**TASK PROMPT:** This task calls for copying every line in the data below that contains the word "serde".

Records from a collection:
╭──

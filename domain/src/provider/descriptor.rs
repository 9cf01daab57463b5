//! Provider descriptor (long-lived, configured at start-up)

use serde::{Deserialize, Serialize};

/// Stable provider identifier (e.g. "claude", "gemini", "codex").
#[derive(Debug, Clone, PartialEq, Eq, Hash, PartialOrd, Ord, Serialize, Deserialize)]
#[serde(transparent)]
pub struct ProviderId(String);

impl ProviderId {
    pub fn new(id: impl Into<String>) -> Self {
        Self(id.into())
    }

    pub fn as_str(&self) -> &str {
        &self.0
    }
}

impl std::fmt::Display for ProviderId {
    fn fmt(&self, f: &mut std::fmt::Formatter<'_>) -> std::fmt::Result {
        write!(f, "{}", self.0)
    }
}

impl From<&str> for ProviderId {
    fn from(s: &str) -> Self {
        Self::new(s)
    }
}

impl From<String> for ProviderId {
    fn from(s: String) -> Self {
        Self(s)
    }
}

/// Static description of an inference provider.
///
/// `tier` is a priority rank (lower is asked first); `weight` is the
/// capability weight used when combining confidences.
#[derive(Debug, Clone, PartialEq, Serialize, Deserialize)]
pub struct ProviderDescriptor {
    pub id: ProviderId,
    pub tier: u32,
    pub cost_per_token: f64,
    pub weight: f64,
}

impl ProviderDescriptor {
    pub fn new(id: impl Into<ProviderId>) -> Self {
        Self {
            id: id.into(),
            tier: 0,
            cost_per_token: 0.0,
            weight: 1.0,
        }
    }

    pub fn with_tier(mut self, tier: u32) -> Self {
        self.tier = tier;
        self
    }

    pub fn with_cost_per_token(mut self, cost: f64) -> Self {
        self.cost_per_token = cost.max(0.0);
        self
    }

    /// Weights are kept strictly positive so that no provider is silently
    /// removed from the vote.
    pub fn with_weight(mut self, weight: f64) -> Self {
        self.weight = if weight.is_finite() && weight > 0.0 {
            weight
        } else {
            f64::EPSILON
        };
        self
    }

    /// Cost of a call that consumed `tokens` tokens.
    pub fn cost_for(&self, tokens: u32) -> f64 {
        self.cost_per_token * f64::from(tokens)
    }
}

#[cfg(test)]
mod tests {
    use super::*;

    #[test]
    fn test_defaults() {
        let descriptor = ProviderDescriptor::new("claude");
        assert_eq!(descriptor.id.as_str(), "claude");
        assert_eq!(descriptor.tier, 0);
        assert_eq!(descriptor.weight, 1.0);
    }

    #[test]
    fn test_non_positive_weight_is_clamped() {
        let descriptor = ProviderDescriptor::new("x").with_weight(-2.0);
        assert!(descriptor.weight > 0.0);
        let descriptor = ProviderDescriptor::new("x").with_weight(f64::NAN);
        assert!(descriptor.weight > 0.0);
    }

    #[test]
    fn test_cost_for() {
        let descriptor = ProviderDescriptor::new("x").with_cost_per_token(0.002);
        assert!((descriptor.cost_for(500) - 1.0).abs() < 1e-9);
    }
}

╰──
╭──

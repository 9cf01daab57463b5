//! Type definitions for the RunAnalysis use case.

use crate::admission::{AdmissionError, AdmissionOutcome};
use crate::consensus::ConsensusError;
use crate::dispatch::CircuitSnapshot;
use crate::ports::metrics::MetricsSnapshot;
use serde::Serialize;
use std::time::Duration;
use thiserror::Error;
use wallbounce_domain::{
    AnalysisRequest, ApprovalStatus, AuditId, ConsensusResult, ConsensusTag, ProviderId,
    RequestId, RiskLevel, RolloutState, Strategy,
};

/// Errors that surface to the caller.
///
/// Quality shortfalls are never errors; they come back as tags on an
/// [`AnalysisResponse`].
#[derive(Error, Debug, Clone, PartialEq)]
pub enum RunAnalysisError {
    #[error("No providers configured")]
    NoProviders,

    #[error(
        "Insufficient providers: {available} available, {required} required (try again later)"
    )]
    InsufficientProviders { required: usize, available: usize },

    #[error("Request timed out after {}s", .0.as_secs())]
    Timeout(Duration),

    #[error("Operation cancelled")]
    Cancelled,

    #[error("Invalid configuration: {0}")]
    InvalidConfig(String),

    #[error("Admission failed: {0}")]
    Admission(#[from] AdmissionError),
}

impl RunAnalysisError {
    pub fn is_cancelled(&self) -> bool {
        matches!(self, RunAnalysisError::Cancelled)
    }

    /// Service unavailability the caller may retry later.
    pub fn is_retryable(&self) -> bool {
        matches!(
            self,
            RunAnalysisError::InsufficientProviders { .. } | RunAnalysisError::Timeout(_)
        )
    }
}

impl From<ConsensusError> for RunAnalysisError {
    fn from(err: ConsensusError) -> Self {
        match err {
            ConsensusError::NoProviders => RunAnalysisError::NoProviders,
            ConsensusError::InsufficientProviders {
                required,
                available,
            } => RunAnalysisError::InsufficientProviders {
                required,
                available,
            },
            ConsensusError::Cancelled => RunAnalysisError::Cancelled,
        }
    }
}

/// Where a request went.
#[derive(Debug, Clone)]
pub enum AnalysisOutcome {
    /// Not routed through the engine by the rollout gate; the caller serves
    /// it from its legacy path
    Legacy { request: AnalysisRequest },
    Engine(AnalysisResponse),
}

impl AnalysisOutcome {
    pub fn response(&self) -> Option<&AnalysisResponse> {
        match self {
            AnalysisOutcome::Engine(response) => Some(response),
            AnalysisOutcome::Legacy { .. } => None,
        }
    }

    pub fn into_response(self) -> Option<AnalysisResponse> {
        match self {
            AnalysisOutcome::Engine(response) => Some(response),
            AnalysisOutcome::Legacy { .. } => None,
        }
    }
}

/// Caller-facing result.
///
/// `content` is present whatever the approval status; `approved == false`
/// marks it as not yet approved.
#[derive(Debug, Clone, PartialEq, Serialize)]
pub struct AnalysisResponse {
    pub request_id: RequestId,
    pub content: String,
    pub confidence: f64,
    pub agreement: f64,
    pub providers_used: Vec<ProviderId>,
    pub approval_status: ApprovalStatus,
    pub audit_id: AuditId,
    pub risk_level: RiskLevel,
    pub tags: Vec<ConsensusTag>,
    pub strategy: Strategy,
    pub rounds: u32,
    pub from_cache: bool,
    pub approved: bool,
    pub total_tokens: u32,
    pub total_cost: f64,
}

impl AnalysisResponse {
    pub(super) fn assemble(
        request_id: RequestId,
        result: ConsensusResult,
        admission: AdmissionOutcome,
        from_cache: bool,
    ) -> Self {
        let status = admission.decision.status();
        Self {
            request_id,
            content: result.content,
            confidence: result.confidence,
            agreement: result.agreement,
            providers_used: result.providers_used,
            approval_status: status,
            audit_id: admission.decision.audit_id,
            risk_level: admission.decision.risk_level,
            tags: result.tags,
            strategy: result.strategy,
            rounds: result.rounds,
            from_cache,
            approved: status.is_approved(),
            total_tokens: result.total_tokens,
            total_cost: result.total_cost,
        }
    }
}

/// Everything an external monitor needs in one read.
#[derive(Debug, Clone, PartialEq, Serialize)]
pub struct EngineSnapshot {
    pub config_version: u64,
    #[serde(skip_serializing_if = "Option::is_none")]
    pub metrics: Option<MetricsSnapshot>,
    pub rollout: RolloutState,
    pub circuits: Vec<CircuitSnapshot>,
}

╰──

**SOLUTION BELOW:**
use serde::{Deserialize, Serialize};
#[serde(transparent)]
use serde::Serialize;
    #[serde(skip_serializing_if = "Option::is_none")]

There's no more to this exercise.